• _TASK TO CARRY OUT_
Identify and pull out each line of the entries in which "LogFile" occurs.
• • • •
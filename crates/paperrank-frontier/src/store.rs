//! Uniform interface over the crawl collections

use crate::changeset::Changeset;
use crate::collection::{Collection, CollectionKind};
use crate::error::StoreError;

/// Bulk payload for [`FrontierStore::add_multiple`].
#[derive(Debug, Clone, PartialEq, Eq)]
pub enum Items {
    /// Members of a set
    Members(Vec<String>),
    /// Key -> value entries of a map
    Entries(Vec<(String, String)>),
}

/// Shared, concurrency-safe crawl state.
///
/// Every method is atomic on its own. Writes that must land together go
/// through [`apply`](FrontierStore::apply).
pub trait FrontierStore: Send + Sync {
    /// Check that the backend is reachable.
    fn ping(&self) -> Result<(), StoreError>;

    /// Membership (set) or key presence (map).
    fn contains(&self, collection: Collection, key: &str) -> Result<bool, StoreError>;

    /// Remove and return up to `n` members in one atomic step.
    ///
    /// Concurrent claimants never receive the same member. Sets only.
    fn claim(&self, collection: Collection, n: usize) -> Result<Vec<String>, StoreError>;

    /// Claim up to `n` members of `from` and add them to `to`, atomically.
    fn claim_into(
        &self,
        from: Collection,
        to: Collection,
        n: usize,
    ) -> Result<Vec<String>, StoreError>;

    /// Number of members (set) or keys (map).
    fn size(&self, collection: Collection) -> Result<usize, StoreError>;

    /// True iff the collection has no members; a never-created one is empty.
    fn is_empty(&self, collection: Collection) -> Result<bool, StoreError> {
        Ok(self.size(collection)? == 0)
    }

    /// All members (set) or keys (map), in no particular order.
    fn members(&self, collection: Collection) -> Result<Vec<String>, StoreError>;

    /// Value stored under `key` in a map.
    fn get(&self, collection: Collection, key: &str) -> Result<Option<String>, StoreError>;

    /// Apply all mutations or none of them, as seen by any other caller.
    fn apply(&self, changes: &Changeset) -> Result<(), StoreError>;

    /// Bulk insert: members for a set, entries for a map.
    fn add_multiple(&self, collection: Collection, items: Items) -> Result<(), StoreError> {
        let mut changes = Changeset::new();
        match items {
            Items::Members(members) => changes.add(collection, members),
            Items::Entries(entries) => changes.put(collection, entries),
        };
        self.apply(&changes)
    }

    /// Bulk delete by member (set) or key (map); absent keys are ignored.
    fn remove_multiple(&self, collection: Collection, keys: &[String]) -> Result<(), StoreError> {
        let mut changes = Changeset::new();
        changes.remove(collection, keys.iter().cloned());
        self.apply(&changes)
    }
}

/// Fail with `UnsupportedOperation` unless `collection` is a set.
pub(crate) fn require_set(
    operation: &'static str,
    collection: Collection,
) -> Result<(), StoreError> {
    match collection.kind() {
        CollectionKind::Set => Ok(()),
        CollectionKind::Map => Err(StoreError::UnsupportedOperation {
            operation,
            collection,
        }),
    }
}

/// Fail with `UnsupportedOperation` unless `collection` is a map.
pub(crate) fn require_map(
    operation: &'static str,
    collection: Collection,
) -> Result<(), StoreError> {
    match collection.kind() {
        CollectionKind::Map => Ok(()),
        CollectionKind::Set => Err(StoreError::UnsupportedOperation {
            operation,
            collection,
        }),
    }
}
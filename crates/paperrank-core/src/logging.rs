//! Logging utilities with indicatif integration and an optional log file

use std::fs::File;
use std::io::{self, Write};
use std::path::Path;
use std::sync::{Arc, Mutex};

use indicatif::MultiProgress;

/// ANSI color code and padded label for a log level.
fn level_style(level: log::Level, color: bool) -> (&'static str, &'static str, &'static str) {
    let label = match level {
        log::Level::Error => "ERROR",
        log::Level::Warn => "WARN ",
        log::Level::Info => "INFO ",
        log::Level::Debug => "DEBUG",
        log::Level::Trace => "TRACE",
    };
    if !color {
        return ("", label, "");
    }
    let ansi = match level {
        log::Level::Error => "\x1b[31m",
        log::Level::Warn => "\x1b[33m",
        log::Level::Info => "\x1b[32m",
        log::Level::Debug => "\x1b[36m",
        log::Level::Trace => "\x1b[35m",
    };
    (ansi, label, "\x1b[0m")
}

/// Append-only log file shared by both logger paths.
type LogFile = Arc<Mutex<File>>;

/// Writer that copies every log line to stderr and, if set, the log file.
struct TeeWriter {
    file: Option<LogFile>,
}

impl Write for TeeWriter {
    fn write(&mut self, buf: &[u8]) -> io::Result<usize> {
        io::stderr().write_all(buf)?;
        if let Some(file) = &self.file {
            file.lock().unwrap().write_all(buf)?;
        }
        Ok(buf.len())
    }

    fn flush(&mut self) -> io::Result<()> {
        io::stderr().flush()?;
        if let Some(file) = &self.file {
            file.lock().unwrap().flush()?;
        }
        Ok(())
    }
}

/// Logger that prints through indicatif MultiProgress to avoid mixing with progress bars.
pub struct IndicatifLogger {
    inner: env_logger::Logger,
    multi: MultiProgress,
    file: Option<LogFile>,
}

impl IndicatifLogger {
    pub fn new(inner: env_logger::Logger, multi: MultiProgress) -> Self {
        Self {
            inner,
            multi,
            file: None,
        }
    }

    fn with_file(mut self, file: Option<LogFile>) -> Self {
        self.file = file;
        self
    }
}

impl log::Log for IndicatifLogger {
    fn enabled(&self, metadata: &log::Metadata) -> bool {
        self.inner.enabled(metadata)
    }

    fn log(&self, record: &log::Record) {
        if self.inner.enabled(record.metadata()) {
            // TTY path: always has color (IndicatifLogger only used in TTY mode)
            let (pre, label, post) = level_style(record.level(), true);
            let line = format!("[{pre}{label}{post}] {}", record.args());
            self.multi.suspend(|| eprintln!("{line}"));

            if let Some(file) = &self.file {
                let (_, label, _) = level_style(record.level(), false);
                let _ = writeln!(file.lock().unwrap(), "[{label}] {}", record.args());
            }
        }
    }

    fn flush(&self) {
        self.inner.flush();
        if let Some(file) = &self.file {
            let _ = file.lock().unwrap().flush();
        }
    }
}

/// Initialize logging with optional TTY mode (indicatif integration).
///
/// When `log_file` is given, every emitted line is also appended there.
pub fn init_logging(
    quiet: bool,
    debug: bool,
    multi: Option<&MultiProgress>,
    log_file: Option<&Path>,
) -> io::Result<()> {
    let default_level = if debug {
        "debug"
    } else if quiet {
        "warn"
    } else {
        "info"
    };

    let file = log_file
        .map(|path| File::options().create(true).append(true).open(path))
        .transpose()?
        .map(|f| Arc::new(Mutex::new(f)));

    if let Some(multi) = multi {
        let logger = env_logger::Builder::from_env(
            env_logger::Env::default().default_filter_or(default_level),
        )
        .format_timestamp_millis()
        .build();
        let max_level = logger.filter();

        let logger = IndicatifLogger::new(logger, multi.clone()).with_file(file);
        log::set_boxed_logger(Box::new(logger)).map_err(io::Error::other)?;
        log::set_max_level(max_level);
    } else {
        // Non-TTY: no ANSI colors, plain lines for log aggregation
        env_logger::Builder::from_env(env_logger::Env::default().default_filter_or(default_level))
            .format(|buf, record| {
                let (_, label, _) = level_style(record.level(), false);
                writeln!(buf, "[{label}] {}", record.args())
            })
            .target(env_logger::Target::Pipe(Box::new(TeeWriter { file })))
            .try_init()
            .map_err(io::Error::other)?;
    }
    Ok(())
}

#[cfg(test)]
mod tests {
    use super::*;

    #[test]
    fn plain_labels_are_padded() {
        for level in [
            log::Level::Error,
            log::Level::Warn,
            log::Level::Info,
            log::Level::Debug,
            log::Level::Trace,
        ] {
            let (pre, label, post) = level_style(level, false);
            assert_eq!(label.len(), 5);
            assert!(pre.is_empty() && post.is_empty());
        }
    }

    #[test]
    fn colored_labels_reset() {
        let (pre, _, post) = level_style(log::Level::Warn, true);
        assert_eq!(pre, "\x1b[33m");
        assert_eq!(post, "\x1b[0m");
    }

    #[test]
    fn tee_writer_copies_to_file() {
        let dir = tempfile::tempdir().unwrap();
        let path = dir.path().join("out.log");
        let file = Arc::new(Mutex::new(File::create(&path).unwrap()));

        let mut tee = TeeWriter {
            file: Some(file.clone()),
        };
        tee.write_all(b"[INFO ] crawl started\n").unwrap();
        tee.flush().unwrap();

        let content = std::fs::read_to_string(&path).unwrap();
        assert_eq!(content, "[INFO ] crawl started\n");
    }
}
• • • •
• _EXERCISE RESPONSE_
type LogFile = Arc<Mutex<File>>;
    file: Option<LogFile>,
    file: Option<LogFile>,
    fn with_file(mut self, file: Option<LogFile>) -> Self {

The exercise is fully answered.